**INFORMATION PROVIDED:**
┏━━

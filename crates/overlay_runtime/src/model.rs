//! Modal lifecycle state, options, and accessibility ids.

use std::sync::atomic::{AtomicU64, Ordering};

use serde::{Deserialize, Serialize};

static NEXT_MODAL_ID: AtomicU64 = AtomicU64::new(1);

#[derive(Debug, Clone, Copy, PartialEq, Eq, Default, Serialize, Deserialize)]
#[serde(tag = "state", rename_all = "snake_case")]
/// Position of one modal instance in its Closed → Open → Closed cycle.
pub enum ModalState {
    #[default]
    /// Nothing mounted; no resources held.
    Closed,
    /// Open flag set.
    Open {
        /// Whether the content element has been attached and focused.
        content_mounted: bool,
    },
}

impl ModalState {
    /// Whether the modal is open.
    pub const fn is_open(self) -> bool {
        matches!(self, Self::Open { .. })
    }

    /// Whether the content element is attached.
    pub const fn is_content_mounted(self) -> bool {
        matches!(
            self,
            Self::Open {
                content_mounted: true
            }
        )
    }
}

#[derive(Debug, Clone, Copy, PartialEq, Eq, Hash, Serialize, Deserialize)]
#[serde(rename_all = "camelCase")]
/// Why a modal asked its owner to close.
pub enum CloseReason {
    /// Escape key inside the modal.
    PressedEscape,
    /// Pointer press on the backdrop.
    ClickedOverlay,
    /// The modal's close button.
    CloseButton,
    /// Imperative close call.
    Programmatic,
}

impl CloseReason {
    /// Stable token used in `data-*` attributes and logs.
    pub const fn token(self) -> &'static str {
        match self {
            Self::PressedEscape => "pressed-escape",
            Self::ClickedOverlay => "clicked-overlay",
            Self::CloseButton => "close-button",
            Self::Programmatic => "programmatic",
        }
    }
}

#[derive(Debug, Clone, PartialEq, Eq, Serialize, Deserialize)]
#[serde(default)]
/// Behavior switches for one modal instance.
pub struct ModalOptions {
    /// Lock document scroll while open.
    pub block_scroll_on_mount: bool,
    /// Escape requests a close.
    pub close_on_esc: bool,
    /// Backdrop clicks request a close.
    pub close_on_overlay_click: bool,
    /// Restore focus to the element focused before opening.
    pub return_focus_on_close: bool,
    /// Hide sibling content from assistive technology while open.
    pub use_inert: bool,
    /// Content is labelled by the header id.
    pub has_header: bool,
}

impl Default for ModalOptions {
    fn default() -> Self {
        Self {
            block_scroll_on_mount: true,
            close_on_esc: true,
            close_on_overlay_click: true,
            return_focus_on_close: true,
            use_inert: true,
            has_header: true,
        }
    }
}

#[derive(Debug, Clone, PartialEq, Eq, Serialize, Deserialize)]
/// DOM ids wiring a modal's content to its header, body, and portal node.
pub struct ModalIds {
    /// Content id.
    pub id: String,
    /// `aria-labelledby` target.
    pub header: String,
    /// `aria-describedby` target, `<id>-content`.
    pub body: String,
    /// Portal node id.
    pub portal: String,
}

impl ModalIds {
    /// Derives the id set from `id`, or from a fresh `modal-<n>` id when none is supplied.
    pub fn new(id: Option<&str>) -> Self {
        let id = match id {
            Some(id) if !id.trim().is_empty() => id.to_string(),
            _ => format!("modal-{}", NEXT_MODAL_ID.fetch_add(1, Ordering::Relaxed)),
        };
        Self {
            header: format!("{id}-header"),
            body: format!("{id}-content"),
            portal: format!("{id}-portal"),
            id,
        }
    }

    /// Replaces the portal node id.
    #[must_use]
    pub fn with_portal(mut self, portal: impl Into<String>) -> Self {
        self.portal = portal.into();
        self
    }

    /// `aria-labelledby` value, present only when the modal renders a header.
    pub fn labelled_by(&self, options: &ModalOptions) -> Option<&str> {
        options.has_header.then_some(self.header.as_str())
    }
}

#[cfg(test)]
mod tests {
    use pretty_assertions::assert_eq;

    use super::*;

    #[test]
    fn ids_derive_from_supplied_id() {
        let ids = ModalIds::new(Some("settings"));
        assert_eq!(ids.header, "settings-header");
        assert_eq!(ids.body, "settings-content");
        assert_eq!(ids.portal, "settings-portal");
    }

    #[test]
    fn described_by_target_is_distinct_from_content_id() {
        let ids = ModalIds::new(Some("profile"));
        assert_eq!(ids.id, "profile");
        assert_eq!(ids.body, "profile-content");
        assert_ne!(ids.body, ids.id);
        assert_ne!(ids.body, ids.header);
    }

    #[test]
    fn generated_ids_are_unique() {
        let first = ModalIds::new(None);
        let second = ModalIds::new(Some("  "));
        assert!(first.id.starts_with("modal-"));
        assert_ne!(first.id, second.id);
    }

    #[test]
    fn header_label_follows_option() {
        let ids = ModalIds::new(Some("m"));
        let mut options = ModalOptions::default();
        assert_eq!(ids.labelled_by(&options), Some("m-header"));
        options.has_header = false;
        assert_eq!(ids.labelled_by(&options), None);
    }

    #[test]
    fn state_serializes_with_tag() {
        let value = serde_json::to_value(ModalState::Open {
            content_mounted: false,
        })
        .expect("serialize");
        assert_eq!(
            value,
            serde_json::json!({ "state": "open", "content_mounted": false })
        );
    }
}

┗━━

**TASK DESCRIPTION:**
Print exactly the lines from the one with "let mut options" through the last line of the material, including both, and no others.

**TASK ANSWER:**
        let mut options = ModalOptions::default();
        assert_eq!(ids.labelled_by(&options), Some("m-header"));
        options.has_header = false;
        assert_eq!(ids.labelled_by(&options), None);
    }

    #[test]
    fn state_serializes_with_tag() {
        let value = serde_json::to_value(ModalState::Open {
            content_mounted: false,
        })
        .expect("serialize");
        assert_eq!(
            value,
            serde_json::json!({ "state": "open", "content_mounted": false })
        );
    }
}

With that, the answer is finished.